RECORDS FOR PROCESSING below:
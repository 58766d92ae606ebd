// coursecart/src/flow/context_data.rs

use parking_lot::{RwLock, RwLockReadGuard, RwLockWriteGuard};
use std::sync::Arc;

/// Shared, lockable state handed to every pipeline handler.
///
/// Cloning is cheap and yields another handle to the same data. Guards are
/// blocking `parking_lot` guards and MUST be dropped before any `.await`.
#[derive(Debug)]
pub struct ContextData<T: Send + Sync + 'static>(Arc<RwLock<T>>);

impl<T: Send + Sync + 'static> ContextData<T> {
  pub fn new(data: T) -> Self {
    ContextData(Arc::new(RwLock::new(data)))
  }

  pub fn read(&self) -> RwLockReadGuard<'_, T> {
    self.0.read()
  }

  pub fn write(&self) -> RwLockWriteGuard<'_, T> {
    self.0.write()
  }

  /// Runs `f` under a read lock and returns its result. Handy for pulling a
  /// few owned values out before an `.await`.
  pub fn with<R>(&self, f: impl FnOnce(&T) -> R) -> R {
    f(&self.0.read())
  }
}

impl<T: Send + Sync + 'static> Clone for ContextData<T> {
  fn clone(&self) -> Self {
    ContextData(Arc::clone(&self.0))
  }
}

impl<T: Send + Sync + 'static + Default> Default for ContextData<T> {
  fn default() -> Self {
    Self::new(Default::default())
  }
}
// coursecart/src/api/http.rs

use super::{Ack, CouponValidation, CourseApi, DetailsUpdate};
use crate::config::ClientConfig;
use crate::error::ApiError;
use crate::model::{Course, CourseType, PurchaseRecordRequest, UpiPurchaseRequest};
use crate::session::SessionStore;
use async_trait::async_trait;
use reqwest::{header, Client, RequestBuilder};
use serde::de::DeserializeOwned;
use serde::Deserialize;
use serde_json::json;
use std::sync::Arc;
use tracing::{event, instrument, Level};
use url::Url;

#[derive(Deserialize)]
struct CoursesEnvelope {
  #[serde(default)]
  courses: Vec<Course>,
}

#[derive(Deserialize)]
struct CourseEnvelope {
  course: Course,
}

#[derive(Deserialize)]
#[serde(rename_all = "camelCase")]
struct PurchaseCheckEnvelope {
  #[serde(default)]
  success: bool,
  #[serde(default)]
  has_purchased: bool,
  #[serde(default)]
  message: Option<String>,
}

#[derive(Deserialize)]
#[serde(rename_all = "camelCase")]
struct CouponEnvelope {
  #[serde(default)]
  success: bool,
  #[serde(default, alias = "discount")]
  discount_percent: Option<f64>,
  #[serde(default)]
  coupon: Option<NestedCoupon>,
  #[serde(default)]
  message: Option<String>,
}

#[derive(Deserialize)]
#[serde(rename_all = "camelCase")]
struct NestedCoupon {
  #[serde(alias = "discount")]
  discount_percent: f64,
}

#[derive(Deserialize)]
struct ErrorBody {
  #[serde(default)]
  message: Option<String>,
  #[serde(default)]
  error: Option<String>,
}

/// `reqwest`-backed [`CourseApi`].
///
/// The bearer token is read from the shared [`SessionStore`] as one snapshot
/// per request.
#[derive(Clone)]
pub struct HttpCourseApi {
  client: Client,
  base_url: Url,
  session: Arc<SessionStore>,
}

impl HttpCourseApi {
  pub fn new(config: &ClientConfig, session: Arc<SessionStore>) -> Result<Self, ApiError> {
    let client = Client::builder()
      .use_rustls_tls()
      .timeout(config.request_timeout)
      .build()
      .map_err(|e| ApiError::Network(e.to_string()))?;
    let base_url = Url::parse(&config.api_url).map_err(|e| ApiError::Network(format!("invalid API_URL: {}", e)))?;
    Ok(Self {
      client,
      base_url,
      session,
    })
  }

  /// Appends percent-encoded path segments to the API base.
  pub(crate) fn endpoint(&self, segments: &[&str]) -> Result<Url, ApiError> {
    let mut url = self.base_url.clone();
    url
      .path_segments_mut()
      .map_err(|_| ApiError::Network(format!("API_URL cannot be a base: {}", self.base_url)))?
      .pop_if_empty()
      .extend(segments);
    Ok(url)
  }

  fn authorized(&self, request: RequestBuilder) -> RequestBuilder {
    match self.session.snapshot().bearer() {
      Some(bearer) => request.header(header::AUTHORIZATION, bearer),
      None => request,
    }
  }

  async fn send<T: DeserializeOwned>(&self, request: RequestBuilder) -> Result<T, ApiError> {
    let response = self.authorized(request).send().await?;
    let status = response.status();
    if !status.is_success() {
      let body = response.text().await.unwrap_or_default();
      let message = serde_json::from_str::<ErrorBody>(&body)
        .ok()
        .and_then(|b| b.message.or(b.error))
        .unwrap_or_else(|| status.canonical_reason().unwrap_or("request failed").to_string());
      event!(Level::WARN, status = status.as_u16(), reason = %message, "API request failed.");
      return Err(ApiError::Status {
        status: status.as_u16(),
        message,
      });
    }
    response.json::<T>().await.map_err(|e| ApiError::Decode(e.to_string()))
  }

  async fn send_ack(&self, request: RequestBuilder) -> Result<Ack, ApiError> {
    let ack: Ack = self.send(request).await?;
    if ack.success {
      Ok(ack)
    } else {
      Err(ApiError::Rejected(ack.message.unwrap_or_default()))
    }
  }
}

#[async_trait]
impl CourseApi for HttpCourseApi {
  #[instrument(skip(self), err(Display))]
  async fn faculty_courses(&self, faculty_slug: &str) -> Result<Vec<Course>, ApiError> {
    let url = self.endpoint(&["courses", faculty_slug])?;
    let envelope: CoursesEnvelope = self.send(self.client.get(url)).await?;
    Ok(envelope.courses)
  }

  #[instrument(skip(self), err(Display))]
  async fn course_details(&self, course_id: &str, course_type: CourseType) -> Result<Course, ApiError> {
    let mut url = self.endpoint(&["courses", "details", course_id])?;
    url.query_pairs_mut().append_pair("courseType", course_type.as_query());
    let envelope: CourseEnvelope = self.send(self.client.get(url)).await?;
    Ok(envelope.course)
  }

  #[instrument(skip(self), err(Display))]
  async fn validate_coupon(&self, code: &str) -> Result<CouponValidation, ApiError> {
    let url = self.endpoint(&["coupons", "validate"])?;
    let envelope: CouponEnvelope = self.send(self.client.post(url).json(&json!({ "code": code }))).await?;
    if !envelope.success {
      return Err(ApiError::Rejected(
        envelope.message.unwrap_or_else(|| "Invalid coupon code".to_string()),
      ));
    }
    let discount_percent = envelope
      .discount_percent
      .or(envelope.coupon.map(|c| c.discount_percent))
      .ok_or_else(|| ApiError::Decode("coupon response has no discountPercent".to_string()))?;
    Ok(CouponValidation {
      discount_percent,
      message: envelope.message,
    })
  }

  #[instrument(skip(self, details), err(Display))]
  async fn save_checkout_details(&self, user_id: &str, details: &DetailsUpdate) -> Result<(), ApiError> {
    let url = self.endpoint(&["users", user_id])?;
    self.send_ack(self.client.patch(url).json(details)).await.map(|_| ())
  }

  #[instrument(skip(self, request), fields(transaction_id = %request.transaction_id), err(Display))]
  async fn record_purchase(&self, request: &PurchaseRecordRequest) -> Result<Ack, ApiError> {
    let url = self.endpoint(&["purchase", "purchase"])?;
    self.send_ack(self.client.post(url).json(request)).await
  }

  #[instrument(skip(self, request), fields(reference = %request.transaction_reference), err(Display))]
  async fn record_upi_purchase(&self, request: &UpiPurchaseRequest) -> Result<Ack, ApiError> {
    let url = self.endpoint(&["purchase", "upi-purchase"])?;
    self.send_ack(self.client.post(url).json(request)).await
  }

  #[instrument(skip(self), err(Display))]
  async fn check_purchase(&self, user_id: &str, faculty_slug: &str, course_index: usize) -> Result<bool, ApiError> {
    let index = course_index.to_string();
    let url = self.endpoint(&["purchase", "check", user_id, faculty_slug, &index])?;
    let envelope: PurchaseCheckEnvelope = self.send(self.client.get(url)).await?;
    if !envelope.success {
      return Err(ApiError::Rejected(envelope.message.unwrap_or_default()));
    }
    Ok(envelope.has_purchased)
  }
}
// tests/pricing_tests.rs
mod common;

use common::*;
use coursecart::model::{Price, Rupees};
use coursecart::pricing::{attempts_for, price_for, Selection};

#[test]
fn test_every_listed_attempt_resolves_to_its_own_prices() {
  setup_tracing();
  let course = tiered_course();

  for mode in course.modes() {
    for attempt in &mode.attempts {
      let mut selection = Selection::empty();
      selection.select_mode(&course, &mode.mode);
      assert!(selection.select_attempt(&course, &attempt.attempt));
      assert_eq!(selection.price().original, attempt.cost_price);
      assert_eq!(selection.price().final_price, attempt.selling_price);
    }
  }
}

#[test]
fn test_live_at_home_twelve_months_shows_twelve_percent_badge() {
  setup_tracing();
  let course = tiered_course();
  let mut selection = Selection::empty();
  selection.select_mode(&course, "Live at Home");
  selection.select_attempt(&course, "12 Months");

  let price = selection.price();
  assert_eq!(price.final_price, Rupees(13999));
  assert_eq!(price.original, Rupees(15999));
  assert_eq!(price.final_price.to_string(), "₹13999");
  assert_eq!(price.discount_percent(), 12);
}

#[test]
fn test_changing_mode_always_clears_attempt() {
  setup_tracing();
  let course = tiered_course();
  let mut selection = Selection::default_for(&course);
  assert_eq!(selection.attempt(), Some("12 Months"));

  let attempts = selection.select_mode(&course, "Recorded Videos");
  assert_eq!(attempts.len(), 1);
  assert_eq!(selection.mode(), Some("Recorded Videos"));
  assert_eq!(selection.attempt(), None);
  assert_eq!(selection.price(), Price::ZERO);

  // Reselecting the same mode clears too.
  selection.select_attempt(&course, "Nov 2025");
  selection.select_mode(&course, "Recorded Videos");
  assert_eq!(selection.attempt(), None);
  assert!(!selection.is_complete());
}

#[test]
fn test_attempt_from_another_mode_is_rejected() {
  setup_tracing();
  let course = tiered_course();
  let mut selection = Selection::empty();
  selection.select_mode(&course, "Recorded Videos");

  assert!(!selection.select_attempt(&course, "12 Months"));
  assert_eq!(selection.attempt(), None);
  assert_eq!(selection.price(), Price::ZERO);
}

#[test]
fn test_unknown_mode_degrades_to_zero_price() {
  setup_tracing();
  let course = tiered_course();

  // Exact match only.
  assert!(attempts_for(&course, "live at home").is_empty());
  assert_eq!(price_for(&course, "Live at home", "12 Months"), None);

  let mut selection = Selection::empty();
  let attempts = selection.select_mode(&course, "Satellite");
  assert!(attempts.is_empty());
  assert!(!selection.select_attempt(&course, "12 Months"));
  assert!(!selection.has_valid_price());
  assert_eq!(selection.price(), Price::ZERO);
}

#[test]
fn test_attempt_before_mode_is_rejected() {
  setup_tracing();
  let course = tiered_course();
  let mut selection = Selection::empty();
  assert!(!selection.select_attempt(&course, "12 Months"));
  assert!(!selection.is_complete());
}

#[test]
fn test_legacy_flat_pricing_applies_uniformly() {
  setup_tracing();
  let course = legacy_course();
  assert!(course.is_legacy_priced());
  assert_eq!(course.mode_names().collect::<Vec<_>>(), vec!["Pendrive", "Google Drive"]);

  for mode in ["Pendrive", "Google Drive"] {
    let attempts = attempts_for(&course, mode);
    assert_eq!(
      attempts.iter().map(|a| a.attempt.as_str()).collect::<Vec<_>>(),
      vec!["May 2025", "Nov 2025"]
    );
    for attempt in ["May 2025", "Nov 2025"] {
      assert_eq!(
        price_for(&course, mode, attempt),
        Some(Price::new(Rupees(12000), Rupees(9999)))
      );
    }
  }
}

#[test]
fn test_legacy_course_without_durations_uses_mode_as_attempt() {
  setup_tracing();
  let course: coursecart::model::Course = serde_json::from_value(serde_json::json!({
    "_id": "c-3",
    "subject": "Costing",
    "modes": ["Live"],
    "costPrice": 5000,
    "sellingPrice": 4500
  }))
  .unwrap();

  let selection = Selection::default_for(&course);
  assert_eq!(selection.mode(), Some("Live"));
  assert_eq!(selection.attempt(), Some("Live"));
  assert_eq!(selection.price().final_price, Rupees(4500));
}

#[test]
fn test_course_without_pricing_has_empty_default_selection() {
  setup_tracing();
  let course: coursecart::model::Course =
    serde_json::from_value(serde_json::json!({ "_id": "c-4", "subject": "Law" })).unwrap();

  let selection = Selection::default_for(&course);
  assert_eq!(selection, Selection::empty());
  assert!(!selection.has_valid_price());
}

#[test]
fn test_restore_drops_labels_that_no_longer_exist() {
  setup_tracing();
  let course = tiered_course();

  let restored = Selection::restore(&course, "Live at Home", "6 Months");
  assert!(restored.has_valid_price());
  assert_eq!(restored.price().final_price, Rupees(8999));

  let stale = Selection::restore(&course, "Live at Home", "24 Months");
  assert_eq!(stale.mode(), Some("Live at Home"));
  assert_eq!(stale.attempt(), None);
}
End of RECORDS FOR PROCESSING.
- _EXERCISE AIM_: This exercise asks for the line with "assert_eq!(selection, Selection::empty());" and all lines after it through the end of the records above, retyped exactly and with nothing else.

- _RESPONSE AREA_:
  assert_eq!(selection, Selection::empty());
  assert!(!selection.has_valid_price());
}

#[test]
fn test_restore_drops_labels_that_no_longer_exist() {
  setup_tracing();
  let course = tiered_course();

  let restored = Selection::restore(&course, "Live at Home", "6 Months");
  assert!(restored.has_valid_price());
  assert_eq!(restored.price().final_price, Rupees(8999));

  let stale = Selection::restore(&course, "Live at Home", "24 Months");
  assert_eq!(stale.mode(), Some("Live at Home"));
  assert_eq!(stale.attempt(), None);
}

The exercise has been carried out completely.